Dataset entries:
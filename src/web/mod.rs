pub mod admin;
pub mod response;
pub mod stream;

use crate::state::SharedState;
use axum::{
    routing::{get, post},
    Router,
};

/// Public stream routes plus the operations API.
pub fn router(state: SharedState) -> Router {
    let public = Router::new()
        .route("/api/play/:id", get(stream::play)) // signed play URL
        .route("/api/stream", get(stream::stream).options(stream::preflight))
        .route("/api/segment/:name", get(stream::segment).options(stream::preflight));

    let workers = Router::new()
        .route("/", get(admin::list_workers))
        .route("/stop-all", post(admin::stop_all_workers))
        .route("/:id", get(admin::worker_status))
        .route("/:id/start", post(admin::start_worker))
        .route("/:id/stop", post(admin::stop_worker))
        .route("/:id/logs", get(admin::worker_logs))
        .route("/:id/recovery", post(admin::recover_worker))
        .route("/:id/activity", post(admin::touch_worker));

    let control_plane = Router::new()
        .route("/", get(admin::control_plane_status))
        .route("/start", post(admin::control_plane_start))
        .route("/stop", post(admin::control_plane_stop))
        .route("/restart", post(admin::control_plane_restart))
        .route("/auto-fix", post(admin::control_plane_auto_fix))
        .route("/monitor/start", post(admin::monitor_start))
        .route("/monitor/stop", post(admin::monitor_stop));

    let local = Router::new()
        .route("/", get(admin::list_local))
        .route("/cleanup", post(admin::cleanup_local))
        .route("/stop-all", post(admin::stop_all_local))
        .route("/stream-info", post(admin::stream_info))
        .route("/:id/start", post(admin::start_local))
        .route("/:id/stop", post(admin::stop_local))
        .route("/:id/logs", get(admin::local_logs));

    let ops = Router::new()
        .nest("/workers", workers)
        .nest("/control-plane", control_plane)
        .nest("/local", local)
        .route("/errors", get(admin::error_history))
        .route("/health", get(admin::health))
        .route("/cleanup", post(admin::force_cleanup))
        .route("/transcoders", get(admin::list_transcoder_processes))
        .route("/transcoders/check", get(admin::check_transcoder_binary))
        .route("/transcoders/:pid/kill", post(admin::kill_transcoder_process));

    Router::new()
        .merge(public)
        .nest("/admin", ops)
        .route("/sys/status", get(admin::sys_status)) // system status
        .with_state(state)
}

#[cfg(test)]
mod tests {
    use super::*;
    use crate::cache::HlsCache;
    use crate::catalog::StaticCatalog;
    use crate::config::{AppConfig, DirectMode, TranscoderConfig};
    use crate::control::testing::{spawn, FakeControlPlane};
    use crate::control::ControlClient;
    use crate::engine::Engine;
    use crate::inspector::testing::FakeProcessTable;
    use crate::lifecycle::LifecycleManager;
    use crate::proxy::testing::{channel, server, signed, PLAYLIST};
    use crate::proxy::HlsProxy;
    use crate::state::AppState;
    use axum::body::Body;
    use axum::http::{header, Method, Request, StatusCode};
    use axum::response::Response;
    use serde_json::Value;
    use std::sync::atomic::Ordering;
    use std::sync::Arc;
    use std::time::Duration;
    use tower::ServiceExt;

    struct Harness {
        app: Router,
        fake: Arc<FakeControlPlane>,
        table: Arc<FakeProcessTable>,
    }

    async fn harness() -> Harness {
        let fake = Arc::new(FakeControlPlane::default());
        *fake.playlist.lock() = PLAYLIST.to_string();
        let base_url = spawn(fake.clone()).await;

        let mut config = AppConfig::parse("server:\n  listen: 127.0.0.1:0\n  signing_key: test-signing-key\n").unwrap();
        config.server = server(DirectMode::Remote);
        config.control_plane.base_url = base_url.clone();
        config.control_plane.retry_attempts = 1;
        config.channels = vec![channel(42)];

        let control = Arc::new(ControlClient::new(&config.control_plane).unwrap());
        let cache = Arc::new(HlsCache::new(Duration::from_secs(2), Duration::from_secs(60)));
        let engine = Arc::new(Engine::new(TranscoderConfig::default()));
        let catalog: Arc<dyn crate::catalog::ChannelCatalog> =
            Arc::new(StaticCatalog::new(config.channels.clone()));
        let proxy = HlsProxy::new(
            &config.server,
            config.proxy.clone(),
            control.clone(),
            catalog.clone(),
            engine.clone(),
            cache.clone(),
        )
        .unwrap();
        let table = Arc::new(FakeProcessTable::default());
        let lifecycle = Arc::new(LifecycleManager::new(
            config.lifecycle.clone(),
            base_url,
            table.clone(),
            table.clone(),
        ));

        let state = Arc::new(AppState {
            config,
            proxy,
            catalog,
            control,
            cache,
            engine,
            lifecycle,
        });
        Harness {
            app: router(state),
            fake,
            table,
        }
    }

    async fn send(app: &Router, method: Method, uri: &str) -> Response {
        app.clone()
            .oneshot(Request::builder().method(method).uri(uri).body(Body::empty()).unwrap())
            .await
            .unwrap()
    }

    async fn json(resp: Response) -> Value {
        let bytes = axum::body::to_bytes(resp.into_body(), usize::MAX).await.unwrap();
        serde_json::from_slice(&bytes).unwrap()
    }

    async fn text(resp: Response) -> String {
        let bytes = axum::body::to_bytes(resp.into_body(), usize::MAX).await.unwrap();
        String::from_utf8(bytes.to_vec()).unwrap()
    }

    fn stream_uri(channel_id: i64, segment: Option<&str>) -> String {
        let req = signed(channel_id, true, segment);
        let mut uri = format!(
            "/api/stream?channel_id={}&timestamp={}&signature={}&hls=1",
            req.channel_id, req.issued_at, req.signature
        );
        if let Some(segment) = segment {
            uri.push_str("&segment=");
            uri.push_str(segment);
        }
        uri
    }

    #[tokio::test]
    async fn playlist_is_not_ready_then_served_rewritten() {
        let h = harness().await;
        let uri = stream_uri(42, None);

        let resp = send(&h.app, Method::GET, &uri).await;
        assert_eq!(resp.status(), StatusCode::ACCEPTED);
        let body = json(resp).await;
        assert_eq!(body["code"], 202);
        assert_eq!(body["retry_after"], 0.2);
        assert_eq!(body["channel_id"], 42);

        h.fake.ready.store(true, Ordering::SeqCst);
        let resp = send(&h.app, Method::GET, &uri).await;
        assert_eq!(resp.status(), StatusCode::OK);
        assert_eq!(resp.headers()[header::CONTENT_TYPE], "application/vnd.apple.mpegurl");
        assert_eq!(resp.headers()[header::CACHE_CONTROL], "max-age=3, must-revalidate");
        assert_eq!(resp.headers()["x-cache-status"], "MISS");
        assert_eq!(resp.headers()[header::ACCESS_CONTROL_ALLOW_ORIGIN], "*");

        let playlist = text(resp).await;
        let base = uri.split("?").nth(1).unwrap();
        assert!(playlist.contains(&format!("http://relay.test/api/stream?{base}&segment=seg1.ts")));
        assert!(playlist.contains(&format!("http://relay.test/api/stream?{base}&segment=seg2.ts")));

        let resp = send(&h.app, Method::GET, &uri).await;
        assert_eq!(resp.headers()["x-cache-status"], "HIT");
        // Worker was started once, by the first request.
        assert_eq!(FakeControlPlane::calls(&h.fake.start_calls), 1);
    }

    #[tokio::test]
    async fn segments_are_served_from_cache() {
        let h = harness().await;
        let uri = stream_uri(42, Some("seg1.ts"));

        let resp = send(&h.app, Method::GET, &uri).await;
        assert_eq!(resp.status(), StatusCode::OK);
        assert_eq!(resp.headers()[header::CONTENT_TYPE], "video/MP2T");
        assert_eq!(resp.headers()[header::CACHE_CONTROL], "public, max-age=60");
        assert_eq!(resp.headers()["x-cache-status"], "MISS");
        assert_eq!(text(resp).await, "TS:seg1.ts");

        let resp = send(&h.app, Method::GET, &uri).await;
        assert_eq!(resp.headers()["x-cache-status"], "HIT");
        assert_eq!(FakeControlPlane::calls(&h.fake.segment_calls), 1);

        let req = signed(42, true, None);
        let alias = format!(
            "/api/segment/seg1.ts?channel_id=42&timestamp={}&signature={}",
            req.issued_at, req.signature
        );
        let resp = send(&h.app, Method::GET, &alias).await;
        assert_eq!(resp.status(), StatusCode::OK);
        assert_eq!(resp.headers()["x-cache-status"], "HIT");
    }

    #[tokio::test]
    async fn rejects_bad_links() {
        let h = harness().await;

        let resp = send(&h.app, Method::GET, "/api/stream?channel_id=abc&timestamp=1&signature=x").await;
        assert_eq!(resp.status(), StatusCode::BAD_REQUEST);
        assert_eq!(json(resp).await["code"], 400);

        let forged = format!("/api/stream?channel_id=42&timestamp={}&signature={}&hls=1", signing_now(), "0".repeat(64));
        let resp = send(&h.app, Method::GET, &forged).await;
        assert_eq!(resp.status(), StatusCode::UNAUTHORIZED);

        let resp = send(&h.app, Method::GET, &stream_uri(42, Some("../etc.ts"))).await;
        assert_eq!(resp.status(), StatusCode::BAD_REQUEST);

        let resp = send(&h.app, Method::GET, &stream_uri(42, Some("missing1.ts"))).await;
        assert_eq!(resp.status(), StatusCode::NOT_FOUND);
        assert_eq!(FakeControlPlane::calls(&h.fake.start_calls), 0);
    }

    fn signing_now() -> i64 {
        crate::signing::unix_now()
    }

    #[tokio::test]
    async fn preflight_is_no_content_with_cors() {
        let h = harness().await;
        let resp = send(&h.app, Method::OPTIONS, "/api/stream").await;
        assert_eq!(resp.status(), StatusCode::NO_CONTENT);
        assert_eq!(resp.headers()[header::ACCESS_CONTROL_ALLOW_METHODS], "GET, OPTIONS");
        assert_eq!(
            resp.headers()[header::ACCESS_CONTROL_ALLOW_HEADERS],
            "Content-Type, Authorization"
        );
    }

    #[tokio::test]
    async fn play_endpoint_returns_envelope() {
        let h = harness().await;
        let resp = send(&h.app, Method::GET, "/api/play/42").await;
        assert_eq!(resp.status(), StatusCode::OK);
        let body = json(resp).await;
        assert_eq!(body["code"], 200);
        assert_eq!(body["message"], "success");
        assert_eq!(body["data"]["channel_id"], 42);
        assert!(body["data"]["play_url"]
            .as_str()
            .unwrap()
            .starts_with("http://relay.test/api/stream?channel_id=42&"));

        let resp = send(&h.app, Method::GET, "/api/play/7").await;
        assert_eq!(resp.status(), StatusCode::NOT_FOUND);
        let resp = send(&h.app, Method::GET, "/api/play/x").await;
        assert_eq!(resp.status(), StatusCode::BAD_REQUEST);
    }

    #[tokio::test]
    async fn admin_worker_routes_proxy_the_control_plane() {
        let h = harness().await;

        let resp = send(&h.app, Method::POST, "/admin/workers/42/start").await;
        assert_eq!(resp.status(), StatusCode::OK);
        assert_eq!(json(resp).await["data"]["status"], "running");

        let resp = send(&h.app, Method::GET, "/admin/workers").await;
        assert_eq!(json(resp).await["data"]["total"], 1);

        let resp = send(&h.app, Method::GET, "/admin/workers/42/logs?lines=2").await;
        assert_eq!(json(resp).await["data"]["logs"][1], "line 2");

        let resp = send(&h.app, Method::POST, "/admin/workers/42/stop").await;
        assert_eq!(resp.status(), StatusCode::OK);
        let body = json(resp).await;
        assert_eq!(body["data"]["stopped"], true);
        assert_eq!(body["data"]["worker"]["channel_id"], 42);

        let resp = send(&h.app, Method::POST, "/admin/workers/42/stop").await;
        assert_eq!(resp.status(), StatusCode::OK);
        let body = json(resp).await;
        assert_eq!(body["data"]["channel_id"], 42);
        assert_eq!(body["data"]["stopped"], false);

        let resp = send(&h.app, Method::POST, "/admin/workers/7/start").await;
        assert_eq!(resp.status(), StatusCode::NOT_FOUND);

        send(&h.app, Method::POST, "/admin/workers/42/start").await;
        let resp = send(&h.app, Method::POST, "/admin/workers/stop-all").await;
        assert_eq!(resp.status(), StatusCode::OK);
        let body = json(resp).await;
        assert_eq!(body["data"]["stopped"], serde_json::json!([42]));
        assert!(h.fake.workers.lock().is_empty());

        let resp = send(&h.app, Method::POST, "/admin/cleanup").await;
        assert_eq!(json(resp).await["data"]["message"], "Cleanup completed");
    }

    #[tokio::test]
    async fn admin_control_plane_routes_drive_lifecycle() {
        let h = harness().await;

        let resp = send(&h.app, Method::GET, "/admin/control-plane").await;
        let body = json(resp).await;
        assert_eq!(body["data"]["is_running"], false);
        assert_eq!(body["data"]["state"], "stopped");

        let pid = h.table.add("ffmpeg -i http://x -f mp3 -");
        let resp = send(&h.app, Method::GET, "/admin/transcoders").await;
        assert_eq!(json(resp).await["data"][0]["pid"], pid);

        let resp = send(&h.app, Method::POST, &format!("/admin/transcoders/{pid}/kill")).await;
        assert_eq!(json(resp).await["data"]["killed"], true);
        let resp = send(&h.app, Method::POST, &format!("/admin/transcoders/{pid}/kill")).await;
        assert_eq!(resp.status(), StatusCode::NOT_FOUND);

        let resp = send(&h.app, Method::POST, "/admin/control-plane/stop").await;
        assert_eq!(json(resp).await["data"]["outcome"], "not_running");

        let resp = send(&h.app, Method::GET, "/admin/transcoders/check").await;
        assert_eq!(resp.status(), StatusCode::OK);
        let body = json(resp).await;
        assert_eq!(body["data"]["binary"], "ffmpeg");
        assert!(body["data"]["available"].is_boolean());
    }

    #[tokio::test]
    async fn admin_local_routes_report_empty_registry() {
        let h = harness().await;
        let resp = send(&h.app, Method::GET, "/admin/local").await;
        assert_eq!(json(resp).await["data"], Value::Array(vec![]));

        let resp = send(&h.app, Method::POST, "/admin/local/42/stop").await;
        assert_eq!(resp.status(), StatusCode::NOT_FOUND);

        let resp = send(&h.app, Method::POST, "/admin/local/stop-all").await;
        assert_eq!(json(resp).await["data"]["stopped"], 0);
    }

    #[tokio::test]
    async fn sys_status_reports_host_and_relay() {
        let h = harness().await;
        let resp = send(&h.app, Method::GET, "/sys/status").await;
        assert_eq!(resp.status(), StatusCode::OK);
        let body = json(resp).await;
        assert!(body["host"].get("mem_total_mb").is_some());
        assert_eq!(body["relay"]["local_transcoders"], 0);
        assert_eq!(body["relay"]["cached_playlists"], 0);
        assert_eq!(body["relay"]["control_plane_state"], "stopped");
        assert_eq!(body["relay"]["monitor_running"], false);
    }
}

## WHAT TO WORK ON
Return every line above that contains the word "HlsProxy".

## PROBLEM SOLUTION
    use crate::proxy::HlsProxy;
        let proxy = HlsProxy::new(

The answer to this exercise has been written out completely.